▶ **INPUT MATERIAL**

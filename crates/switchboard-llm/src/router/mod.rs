//! Axum route handlers for the chat completion and model listing endpoints

mod ollama;

use std::sync::Arc;

use axum::extract::State;
use axum::extract::rejection::JsonRejection;
use axum::response::sse::{Event, KeepAlive, Sse};
use axum::response::{IntoResponse, Response};
use axum::{Json, Router, routing};
use futures_util::{Stream, StreamExt};
use switchboard_config::Credentials;
use switchboard_core::HttpError;
use tokio_util::sync::CancellationToken;

pub use ollama::ollama_router;

use crate::adapter::{Adapter, AdapterContext};
use crate::error::LlmError;
use crate::registry;
use crate::stream::ChunkStream;
use crate::types::{ChatRequest, ModelList};

/// Shared state for LLM route handlers
///
/// Holds the credential snapshot; the adapter set is rebuilt from it for
/// every request.
#[derive(Clone)]
pub struct LlmState {
    inner: Arc<LlmStateInner>,
}

struct LlmStateInner {
    credentials: Credentials,
    context: AdapterContext,
}

impl LlmState {
    /// State serving the vendors configured in `credentials`
    pub fn new(credentials: Credentials, context: AdapterContext) -> Self {
        Self {
            inner: Arc::new(LlmStateInner { credentials, context }),
        }
    }
}

/// Build the LLM router with all endpoints
pub fn llm_router(state: LlmState) -> Router {
    Router::new()
        .route("/v1/chat/completions", routing::post(chat_completions))
        .route("/v1/models", routing::get(list_models))
        .with_state(state)
}

/// Parse a chat body and pick the adapter serving its model
fn route_chat(
    state: &LlmState,
    body: Result<Json<ChatRequest>, JsonRejection>,
) -> Result<(ChatRequest, Arc<dyn Adapter>), LlmError> {
    let Json(request) = body.map_err(|rejection| LlmError::InvalidRequest(rejection.body_text()))?;
    let adapters = registry::list_adapters(&state.inner.credentials, &state.inner.context);
    let adapter = Arc::clone(registry::dispatch(&request.model, &adapters)?);
    Ok((request, adapter))
}

/// Models of every configured adapter
fn configured_models(state: &LlmState) -> ModelList {
    let adapters = registry::list_adapters(&state.inner.credentials, &state.inner.context);
    registry::list_models(&adapters)
}

/// Handle `POST /v1/chat/completions`
async fn chat_completions(State(state): State<LlmState>, body: Result<Json<ChatRequest>, JsonRejection>) -> Response {
    let (request, adapter) = match route_chat(&state, body) {
        Ok(routed) => routed,
        Err(e) => return error_response(&e),
    };

    if request.stream {
        match adapter.stream(&request, CancellationToken::new()).await {
            Ok(chunks) => stream_response(chunks).into_response(),
            Err(e) => error_response(&e),
        }
    } else {
        match adapter.invoke(&request).await {
            Ok(response) => Json(response).into_response(),
            Err(e) => error_response(&e),
        }
    }
}

/// Handle `GET /v1/models`
async fn list_models(State(state): State<LlmState>) -> Response {
    Json(configured_models(&state)).into_response()
}

/// Write each chunk as one SSE `data` event
///
/// A terminal error becomes a final `{"error": ...}` event. Dropping the
/// response body (client disconnect) drops `chunks`, which cancels the
/// vendor stream.
fn stream_response(chunks: ChunkStream) -> Sse<impl Stream<Item = Result<Event, axum::Error>>> {
    let events = chunks.map(|item| match item {
        Ok(chunk) => Event::default().json_data(chunk),
        Err(e) => {
            tracing::warn!(error = %e, status = %e.status_code(), "stream failed after headers were sent");
            Event::default().json_data(e.to_body())
        }
    });

    Sse::new(events).keep_alive(KeepAlive::default())
}

/// Convert an LLM error to a `{"error": ...}` JSON response
fn error_response(error: &LlmError) -> Response {
    let status = error.status_code();
    if status.is_server_error() {
        tracing::error!(error = %error, error_type = error.error_type(), "request failed");
    } else {
        tracing::debug!(error = %error, error_type = error.error_type(), "request rejected");
    }

    (status, Json(error.to_body())).into_response()
}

▶ **WORK TO BE COMPLETED**
Every entry, from first to last, should be written out exactly.

▶ **SOLVED PROBLEM**
filename crates/switchboard-llm/src/router/mod.rs
//! Axum route handlers for the chat completion and model listing endpoints

mod ollama;

use std::sync::Arc;

use axum::extract::State;
use axum::extract::rejection::JsonRejection;
use axum::response::sse::{Event, KeepAlive, Sse};
use axum::response::{IntoResponse, Response};
use axum::{Json, Router, routing};
use futures_util::{Stream, StreamExt};
use switchboard_config::Credentials;
use switchboard_core::HttpError;
use tokio_util::sync::CancellationToken;

pub use ollama::ollama_router;

use crate::adapter::{Adapter, AdapterContext};
use crate::error::LlmError;
use crate::registry;
use crate::stream::ChunkStream;
use crate::types::{ChatRequest, ModelList};

/// Shared state for LLM route handlers
///
/// Holds the credential snapshot; the adapter set is rebuilt from it for
/// every request.
#[derive(Clone)]
pub struct LlmState {
    inner: Arc<LlmStateInner>,
}

struct LlmStateInner {
    credentials: Credentials,
    context: AdapterContext,
}

impl LlmState {
    /// State serving the vendors configured in `credentials`
    pub fn new(credentials: Credentials, context: AdapterContext) -> Self {
        Self {
            inner: Arc::new(LlmStateInner { credentials, context }),
        }
    }
}

/// Build the LLM router with all endpoints
pub fn llm_router(state: LlmState) -> Router {
    Router::new()
        .route("/v1/chat/completions", routing::post(chat_completions))
        .route("/v1/models", routing::get(list_models))
        .with_state(state)
}

/// Parse a chat body and pick the adapter serving its model
fn route_chat(
    state: &LlmState,
    body: Result<Json<ChatRequest>, JsonRejection>,
) -> Result<(ChatRequest, Arc<dyn Adapter>), LlmError> {
    let Json(request) = body.map_err(|rejection| LlmError::InvalidRequest(rejection.body_text()))?;
    let adapters = registry::list_adapters(&state.inner.credentials, &state.inner.context);
    let adapter = Arc::clone(registry::dispatch(&request.model, &adapters)?);
    Ok((request, adapter))
}

/// Models of every configured adapter
fn configured_models(state: &LlmState) -> ModelList {
    let adapters = registry::list_adapters(&state.inner.credentials, &state.inner.context);
    registry::list_models(&adapters)
}

/// Handle `POST /v1/chat/completions`
async fn chat_completions(State(state): State<LlmState>, body: Result<Json<ChatRequest>, JsonRejection>) -> Response {
    let (request, adapter) = match route_chat(&state, body) {
        Ok(routed) => routed,
        Err(e) => return error_response(&e),
    };

    if request.stream {
        match adapter.stream(&request, CancellationToken::new()).await {
            Ok(chunks) => stream_response(chunks).into_response(),
            Err(e) => error_response(&e),
        }
    } else {
        match adapter.invoke(&request).await {
            Ok(response) => Json(response).into_response(),
            Err(e) => error_response(&e),
        }
    }
}

/// Handle `GET /v1/models`
async fn list_models(State(state): State<LlmState>) -> Response {
    Json(configured_models(&state)).into_response()
}

/// Write each chunk as one SSE `data` event
///
/// A terminal error becomes a final `{"error": ...}` event. Dropping the
/// response body (client disconnect) drops `chunks`, which cancels the
/// vendor stream.
fn stream_response(chunks: ChunkStream) -> Sse<impl Stream<Item = Result<Event, axum::Error>>> {
    let events = chunks.map(|item| match item {
        Ok(chunk) => Event::default().json_data(chunk),
        Err(e) => {
            tracing::warn!(error = %e, status = %e.status_code(), "stream failed after headers were sent");
            Event::default().json_data(e.to_body())
        }
    });

    Sse::new(events).keep_alive(KeepAlive::default())
}

/// Convert an LLM error to a `{"error": ...}` JSON response
fn error_response(error: &LlmError) -> Response {
    let status = error.status_code();
    if status.is_server_error() {
        tracing::error!(error = %error, error_type = error.error_type(), "request failed");
    } else {
        tracing::debug!(error = %error, error_type = error.error_type(), "request rejected");
    }

    (status, Json(error.to_body())).into_response()
}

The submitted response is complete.